Newsletter and Magazine

Sign Up

Find Your Local

Card Room


Phil Hui Wins 2019 World Series of Poker $50,000 Poker Players Championship

The 31-Year-Old Former Golf Pro Earned His Second Gold Bracelet and $1,099,311

by Erik Fast |  Published: Jul 31, 2019


For serious mixed-game players, the World Series of Poker $50,000 Poker Players Championship is the marquee tournament of the year. While the WSOP main event may offer more notoriety and money, the PPC remains one of the most prestigious tournaments in the world. Winning this high-stakes event requires proficiency at eight of the most commonly spread poker variants while competing against the best mixed-game players that poker has to offer.

The 2019 running saw Phil Hui emerge victorious to earn his second career gold bracelet and the first-place prize of $1,099,311. The 31-year-old former golf professional turned poker player will now have his name inscribed on the David “Chip” Reese Memorial Trophy, named after the late Hall of Famer who won this event when it first debuted in 2006.

“This is my dream. I’d rather win this over the main,” said Hui after securing the title. “This is incredible, you have to be well versed in every game. It’s a dream come true. Definitely, this is the one tournament I want to win and play. This is only the second time I played it. Just to be lucky enough to play it, it’s incredible.”
Here is a look back at how Hui came out on top of this year’s $50,000 Poker Players Championship.

The Battle Begins

The 2019 Poker Players Championship was scheduled over the course of five days. Registration did not officially close until the start of the eleventh level, late on day 2. This year’s running drew just 74 players, the lowest turnout in the event’s 14-year history. The number of entrants decreased just shy of 15 percent year-over-year, with 87 players having shown up in 2018. The 2007 and 2008 $50,000 H.O.R.S.E. championships (before no-limit hold’em pot-limit Omaha, and deuce-to-seven triple draw were added to the mix) drew twice as many entrants, with 148 players each.
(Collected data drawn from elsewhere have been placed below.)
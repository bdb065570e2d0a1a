use std::net::SocketAddr;

use tracing::info;

use murmur_db::Database;
use murmur_server::config::ServerConfig;
use murmur_server::{Services, app};

#[tokio::main]
async fn main() -> anyhow::Result<()> {
    // Load .env if present
    let _ = dotenvy::dotenv();

    tracing_subscriber::fmt()
        .with_env_filter(
            tracing_subscriber::EnvFilter::try_from_default_env()
                .unwrap_or_else(|_| "murmur=debug,tower_http=debug".into()),
        )
        .init();

    let config = ServerConfig::from_env()?;

    let db = Database::open(&config.db_path)?;
    let services = Services::new(
        db,
        config.jwt_secret.clone(),
        chrono::Duration::days(config.token_ttl_days),
    );
    let app = app(&services, &config.cors_origins)?;

    let addr: SocketAddr = format!("{}:{}", config.host, config.port).parse()?;
    info!("Murmur server listening on {}", addr);

    let listener = tokio::net::TcpListener::bind(addr).await?;
    axum::serve(listener, app)
        .with_graceful_shutdown(shutdown_signal())
        .await?;

    services.relay.hub.shutdown().await;
    info!("Murmur server stopped");
    Ok(())
}

async fn shutdown_signal() {
    if let Err(e) = tokio::signal::ctrl_c().await {
        tracing::warn!("Could not listen for ctrl-c: {}", e);
        std::future::pending::<()>().await;
    }
    info!("Shutdown requested");
}
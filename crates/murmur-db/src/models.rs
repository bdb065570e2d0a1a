//! Database row types. These map directly to SQLite rows.
//! Distinct from murmur-types API models to keep the DB layer independent.

#[derive(Debug, Clone)]
pub struct UserRow {
    pub id: String,
    pub username: String,
    pub password: String,
    pub gender: String,
    pub vibe: String,
    pub accent_color: String,
    pub chat_wallpaper: String,
    pub sounds_enabled: bool,
    pub profile_pic: String,
    pub bio: Option<String>,
    pub last_active: String,
    pub created_at: String,
}

pub struct NewUser<'a> {
    pub id: &'a str,
    pub username: &'a str,
    pub password_hash: &'a str,
    pub gender: &'a str,
}

/// Partial profile update. `None` leaves the column untouched.
#[derive(Debug, Default)]
pub struct ProfileUpdate {
    pub gender: Option<String>,
    pub vibe: Option<String>,
    pub accent_color: Option<String>,
    pub chat_wallpaper: Option<String>,
    pub sounds_enabled: Option<bool>,
    pub profile_pic: Option<String>,
    pub bio: Option<String>,
}

#[derive(Debug, Clone)]
pub struct ConversationRow {
    pub id: String,
    pub title: String,
    pub is_group: bool,
    pub avatar: Option<String>,
    pub last_message: Option<String>,
    pub created_at: String,
    pub updated_at: String,
}

pub struct ParticipantRow {
    pub conversation_id: String,
    pub user: UserRow,
}

#[derive(Debug, Clone)]
pub struct MessageRow {
    pub id: String,
    pub conversation_id: String,
    pub sender_id: String,
    pub sender_username: String,
    pub text: Option<String>,
    pub kind: String,
    pub content_url: Option<String>,
    pub reply_to: Option<String>,
    pub is_secret: bool,
    pub status: String,
    pub is_starred: bool,
    pub is_deleted: bool,
    pub created_at: String,
}

pub struct NewMessage<'a> {
    pub id: &'a str,
    pub conversation_id: &'a str,
    pub sender_id: &'a str,
    pub text: Option<&'a str>,
    pub kind: &'a str,
    pub content_url: Option<&'a str>,
    pub reply_to: Option<&'a str>,
    pub is_secret: bool,
}

pub struct ReactionRow {
    pub message_id: String,
    pub user_id: String,
    pub emoji: String,
    pub created_at: String,
}

#[derive(Debug, Clone)]
pub struct PostRow {
    pub id: String,
    pub author_id: String,
    pub image: String,
    pub caption: Option<String>,
    pub created_at: String,
}

pub struct LikeRow {
    pub post_id: String,
    pub user_id: String,
}

pub struct CommentRow {
    pub id: String,
    pub post_id: String,
    pub author_id: String,
    pub text: String,
    pub created_at: String,
}
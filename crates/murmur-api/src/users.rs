use axum::{Extension, extract::State, response::IntoResponse};
use serde::Deserialize;
use uuid::Uuid;

use murmur_types::api::{FollowResponse, PublicProfile, UserSummary};

use crate::auth::AppState;
use crate::convert::{parse_gender, parse_id, parse_timestamp, user_summary};
use crate::error::ApiError;
use crate::extract::{Json, Path, Query};
use crate::middleware::AuthUser;
use crate::with_db;

const SEARCH_LIMIT: u32 = 10;

#[derive(Debug, Deserialize)]
pub struct SearchQuery {
    #[serde(default)]
    pub search: String,
}

/// GET /auth/users?search=: case-insensitive substring match, caller excluded.
pub async fn search_users(
    State(state): State<AppState>,
    Extension(auth): Extension<AuthUser>,
    Query(query): Query<SearchQuery>,
) -> Result<impl IntoResponse, ApiError> {
    let term = query.search.trim().to_string();
    let caller = auth.id.to_string();

    let rows = with_db(&state, move |db| db.search_users(&term, &caller, SEARCH_LIMIT)).await?;
    let users: Vec<UserSummary> = rows.iter().map(user_summary).collect();
    Ok(Json(users))
}

/// GET /auth/users/{username}: public profile with followers and following.
pub async fn get_user_profile(
    State(state): State<AppState>,
    Path(username): Path<String>,
    Extension(_auth): Extension<AuthUser>,
) -> Result<impl IntoResponse, ApiError> {
    let (user, followers, following) = with_db(&state, move |db| {
        let Some(user) = db.get_user_by_username(&username)? else {
            return Ok(None);
        };
        let followers = db.get_followers(&user.id)?;
        let following = db.get_following(&user.id)?;
        Ok(Some((user, followers, following)))
    })
    .await?
    .ok_or(ApiError::NotFound("User"))?;

    Ok(Json(PublicProfile {
        id: parse_id(&user.id, "user id"),
        username: user.username.clone(),
        gender: parse_gender(&user.gender),
        vibe: user.vibe.clone(),
        accent_color: user.accent_color.clone(),
        profile_pic: user.profile_pic.clone(),
        bio: user.bio.clone(),
        followers: followers.iter().map(user_summary).collect(),
        following: following.iter().map(user_summary).collect(),
        created_at: parse_timestamp(&user.created_at),
    }))
}

/// POST /auth/users/{id}/follow: flip the caller's follow of the target.
pub async fn toggle_follow(
    State(state): State<AppState>,
    Path(target_id): Path<Uuid>,
    Extension(auth): Extension<AuthUser>,
) -> Result<impl IntoResponse, ApiError> {
    if target_id == auth.id {
        return Err(ApiError::Validation("You cannot follow yourself".into()));
    }

    let caller = auth.id.to_string();
    let target = target_id.to_string();
    let (following, ids) = with_db(&state, move |db| {
        if db.get_user_by_id(&target)?.is_none() {
            return Ok(None);
        }
        let following = db.toggle_follow(&caller, &target)?;
        let ids = db.following_ids(&caller)?;
        Ok(Some((following, ids)))
    })
    .await?
    .ok_or(ApiError::NotFound("User"))?;

    Ok(Json(FollowResponse {
        following,
        user_following: ids.iter().map(|id| parse_id(id, "followee id")).collect(),
    }))
}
Even with a decrease in players, there was still more than $3.5 million up for grabs in this event, with the champion set to earn a seven-figure payday. After two full days of action, less than half of the field had been knocked out. The chip leader heading into day 3 was none other than ten-time WSOP bracelet winner Phil Ivey. The Hall of Famer was looking for his first final-table finish of the summer, but there was still a lot of poker left to be played.

Plenty of the biggest stars in poker had their dreams of becoming the next PPC champion come to an end on day 3. Phil Galfond, Jason Mercier, Brian Hastings, John Monnette, David ‘ODB’ Baker, and Adam Friedman were all among the players to fall as the field played down to the money. Two former champions of this event, John Hennigan and Matthew Ashton, were also among the players to fall just short of making day 4. In the end, former runner-up in this event Chris Klodnicki was the last player eliminated without a payday. After he was knocked out in 13th place, the remaining 12 players all guaranteed themselves at least $72,078.

Day 4 began with Phil Ivey still the outright chip leader. Despite starting with the lead, Ivey couldn’t seem to get anything going as the tournament played down to a final table of six. Ivey even accidentally folded away half of a seven-card stud eight-or-better pot after having made the only qualifying low in a three-way pot.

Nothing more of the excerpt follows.